Dépôt de bilanAinsi, une quinzaine de personnes meurent par règlements de comptes rien qu´à Marseille chaque année, sur fond de trafics de stups. Des centaines de gamins fument du
shit toute la journée plutôt que d´aller à l´école, pour jouer les guetteurs dans leur quartier. Ils seront jetés hors des réseaux après 10 à 15 ans de métier, mis au chômage de toutes les économies, sans formation ni ambition. Le contribuable, lui, dépense une fortune chaque année pour financer une guerre idiote parce qu´inutile. « Car ni la police, ni la justice, ni la prison ne peuvent réguler un marché soumis, comme tous les autres, légaux ou non, aux règles de l´offre et de la demande », écrit Michel Henry . Ainsi le désengorgement de la justice est un argument des partisans de la
dépénalisation. « En cas d´interpellation pour usage, le taux de réponse pénale s´élève à 90%, contre 68% pour l´ensemble des infractions pénales.
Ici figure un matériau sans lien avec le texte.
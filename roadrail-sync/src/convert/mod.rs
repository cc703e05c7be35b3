//! Entity converters and the state they share during one run.
//!
//! Converters are plain functions over a [`ConversionContext`]. A converter
//! failure aborts only the entity at hand: the caller logs it, records it in
//! the run report and moves on.

mod alignment;
mod corridor;

pub use alignment::{
    convert_alignment, ACTIVE_PROFILE_PROPERTY, APPROX_3D_PROPERTY, DESIGN_ALIGNMENT_CLASS,
    VERTICAL_PROFILE_CLASS,
};
pub use corridor::{
    convert_corridor, CorridorClassification, ALIGNMENT_PROPERTY, CLASSIFICATION_PROPERTY,
    CORRIDOR_CLASS, END_STATION_PROPERTY, FEATURE_PROPERTY, START_STATION_PROPERTY,
};

use crate::change_detector::{ChangeDetector, ChangeRecord, Classification};
use crate::config::ConversionConfig;
use crate::error::{ConvertError, ConvertResult};
use crate::identity::AlignmentIdentityMap;
use crate::report::ConversionReport;
use crate::schema_phase::SchemaCatalog;
use roadrail_model::{Container, GeometryMarshaler, SourceEntity, SourceGraph, TargetData};
use roadrail_storage::TargetStore;
use roadrail_types::{Kind, SourceId, TargetId};
use tracing::{debug, error, warn};

/// What a converter did with its target.
#[derive(Debug, Clone, Copy, PartialEq, Eq)]
pub enum ConversionOutcome {
    Created(TargetId),
    Updated(TargetId),
    /// An existing target without a SyncInfo record was taken over.
    Adopted(TargetId),
    Unchanged(TargetId),
}

impl ConversionOutcome {
    #[must_use]
    pub fn target_id(&self) -> TargetId {
        match *self {
            ConversionOutcome::Created(id)
            | ConversionOutcome::Updated(id)
            | ConversionOutcome::Adopted(id)
            | ConversionOutcome::Unchanged(id) => id,
        }
    }

    /// True when the target content was written in this run.
    #[must_use]
    pub fn wrote(&self) -> bool {
        !matches!(self, ConversionOutcome::Unchanged(_))
    }
}

/// Everything a converter reads or mutates during one run.
pub struct ConversionContext<'a> {
    pub(crate) graph: &'a SourceGraph,
    pub(crate) config: &'a ConversionConfig,
    pub(crate) store: &'a dyn TargetStore,
    pub(crate) marshaler: &'a dyn GeometryMarshaler,
    pub(crate) catalog: &'a SchemaCatalog,
    pub(crate) detector: ChangeDetector,
    pub(crate) identity: AlignmentIdentityMap,
    pub(crate) report: ConversionReport,
}

impl<'a> ConversionContext<'a> {
    pub fn new(
        graph: &'a SourceGraph,
        config: &'a ConversionConfig,
        store: &'a dyn TargetStore,
        marshaler: &'a dyn GeometryMarshaler,
        catalog: &'a SchemaCatalog,
        detector: ChangeDetector,
    ) -> Self {
        Self {
            graph,
            config,
            store,
            marshaler,
            catalog,
            detector,
            identity: AlignmentIdentityMap::new(),
            report: ConversionReport::default(),
        }
    }

    #[must_use]
    pub fn identity(&self) -> &AlignmentIdentityMap {
        &self.identity
    }

    #[must_use]
    pub fn detector(&self) -> &ChangeDetector {
        &self.detector
    }

    #[must_use]
    pub fn report(&self) -> &ConversionReport {
        &self.report
    }

    /// Consumes the context, folding classification counts into the report.
    pub fn finish(mut self) -> (ChangeDetector, AlignmentIdentityMap, ConversionReport) {
        for (kind, classifications) in self.detector.classifications() {
            for c in classifications {
                self.report.count(kind, c);
            }
        }
        (self.detector, self.identity, self.report)
    }

    /// Logs a per-entity failure at the level its class calls for and
    /// records it. Empty geometry is counted as a skip.
    pub(crate) fn entity_failed(&mut self, kind: Kind, source_id: &SourceId, err: &ConvertError) {
        match err {
            ConvertError::EmptyGeometry { .. } => {
                debug!(%kind, %source_id, "nothing to convert");
                self.report.skipped_empty += 1;
                return;
            }
            ConvertError::UnresolvedReference { .. } => warn!(%kind, %source_id, "skipped: {err}"),
            _ => error!(%kind, %source_id, "conversion failed: {err}"),
        }
        self.report.fail(kind, source_id, err);
    }

    /// Reports a converted target back to the change detector. A SyncInfo
    /// write failure is logged and recorded but does not invalidate the
    /// target for dependents.
    pub(crate) fn commit(&mut self, kind: Kind, source_id: &SourceId, target_id: TargetId) {
        if let Err(e) = self.detector.record_conversion(kind, source_id, target_id) {
            self.report.fail(kind, source_id, &e);
        }
    }

    fn count_write(&mut self, outcome: ConversionOutcome) {
        match outcome {
            ConversionOutcome::Created(_) => self.report.created += 1,
            ConversionOutcome::Updated(_) => self.report.updated += 1,
            ConversionOutcome::Adopted(_) => self.report.adopted += 1,
            ConversionOutcome::Unchanged(_) => {}
        }
    }
}

/// Writes the target of one classified entity and commits its SyncInfo.
///
/// `fill` runs only when something is written, on fresh data for a create
/// or on the stored data for an update, so attributes it does not touch
/// survive. `Unchanged` records write nothing.
pub(crate) fn write_target(
    ctx: &mut ConversionContext<'_>,
    container: Container,
    entity: &SourceEntity,
    class_name: &str,
    record: ChangeRecord,
    fill: impl FnOnce(&mut TargetData) -> ConvertResult<()>,
) -> ConvertResult<ConversionOutcome> {
    let outcome = match (record.classification, record.prior_target_id) {
        (Classification::Unchanged, Some(id)) => return Ok(ConversionOutcome::Unchanged(id)),
        (Classification::Changed, Some(id)) => match ctx.store.get_entity(id)? {
            Some(existing) => {
                let mut data = existing.data;
                fill(&mut data)?;
                ctx.store.update_entity(id, &data)?;
                ConversionOutcome::Updated(id)
            }
            None => {
                warn!(kind = %entity.kind, source_id = %entity.source_id, target_id = %id, "recorded target is gone, recreating");
                create_or_adopt(ctx, container, entity, class_name, fill)?
            }
        },
        _ => create_or_adopt(ctx, container, entity, class_name, fill)?,
    };

    ctx.count_write(outcome);
    ctx.commit(entity.kind, &entity.source_id, outcome.target_id());
    Ok(outcome)
}

/// Creates a target, unless one with the same code already exists in the
/// container: that is a target written by an earlier run whose SyncInfo
/// record was lost, and it is adopted instead of duplicated.
fn create_or_adopt(
    ctx: &mut ConversionContext<'_>,
    container: Container,
    entity: &SourceEntity,
    class_name: &str,
    fill: impl FnOnce(&mut TargetData) -> ConvertResult<()>,
) -> ConvertResult<ConversionOutcome> {
    if let Some(id) = ctx.store.find_by_code(container, entity.source_id.as_str())?
        && let Some(existing) = ctx.store.get_entity(id)?
    {
        warn!(
            kind = %entity.kind,
            source_id = %entity.source_id,
            target_id = %id,
            "adopting existing target with no sync info record"
        );
        let mut data = existing.data;
        fill(&mut data)?;
        ctx.store.update_entity(id, &data)?;
        return Ok(ConversionOutcome::Adopted(id));
    }

    let mut data = new_target_data(entity, class_name);
    fill(&mut data)?;
    let id = ctx.store.create_entity(container, &data)?;
    debug!(kind = %entity.kind, source_id = %entity.source_id, target_id = %id, %container, "created");
    Ok(ConversionOutcome::Created(id))
}

/// Fresh target data: code is the source id, label the display name.
pub(crate) fn new_target_data(entity: &SourceEntity, class_name: &str) -> TargetData {
    TargetData::new(class_name, entity.source_id.as_str(), &entity.display_name)
        .with_stable_id(entity.source_id.stable_identifier())
        .with_source_ref(entity.kind, &entity.source_id)
}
On aimerait mesurer ce que ce zèle représente en heures de travail pour les magistrats », explique le journaliste. « Quand on ne sait plus quoi faire, on demande au juge répressif d´intervenir », résume Eric de Montgolfier.
Clandestinité à risqueLes seuls gagnants sont pointés par Charles-Henri de Choiseul Praslin, président de l´Observatoire géopolitique des criminalités : « La prohibition dynamise le marché noir des drogues au seul profit des trafiquants. » La prohibition, selon le sociologue Michel Kokoreff, favorise « une culture de la clandestinité » et « une forme d´hypocrisie sociale ». Ce que la psychiatre aixoise Béatrice Stambul prolonge d´une observation : « La répression fabrique de la clandestinité. Et la clandestinité augmente les pratiques à risques », explique-t-elle. « La
base de la
réduction des risques, c´est de faire du consommateur un acteur de sa propre santé. Tout le monde est intéressé par sa propre santé, si on sort de la menace répressive. »
Le fait qu´il soit légal ne forcera pas à consommer du
cannabis, surtout si la politique de prévention est à la hauteur. Mais « le fait que l´État assure sa diffusion ne le rend pas moins dangereux. L´État est garant de la santé publique », observe Eric de Montgolfier. L´usage doit donc relever de la santé et non pas du droit. Ainsi, on se souvient de l´échec d´une initiative locale à Marseille avec le refus des salles de shoot de la ministre de la Santé d´alors, au nom de la morale.
Cerise sur le ghetto« L´interdiction ne fait pas baisser la consommation, mais la
légalisation non plus, ainsi qu´en témoigne l´évolution des consommations d´alcool, de
tabac ou de médicaments
psychotropes, explique Nicole Maestracci, ancienne présidente de la Mission interministérielle de lutte contre la drogue et la toxicomanie. Ce sont d´autres ressorts qui fonctionnent, notamment les politiques de prévention, la capacité d´une société à répondre aux angoisses des personnes. » La
légalisation ? Elle reste sceptique. « Il faut imaginer un système de réglementation qui tienne compte à la fois du potentiel de dangerosité indéniable de certains produits mais aussi des comportements de consommation », considère la magistrate.
La décriminalisation de l´usager serait un premier pas. Que les autorités prennent bien garde de ne pas franchir. Car la drogue « tiendrait les cités ». L´économie parallèle est donc un pilier indispensable de la structure des territoires, des villes et de ses ghettos, les cités populaires. L´aveu d´abandon et de déroute ne peut être plus profond.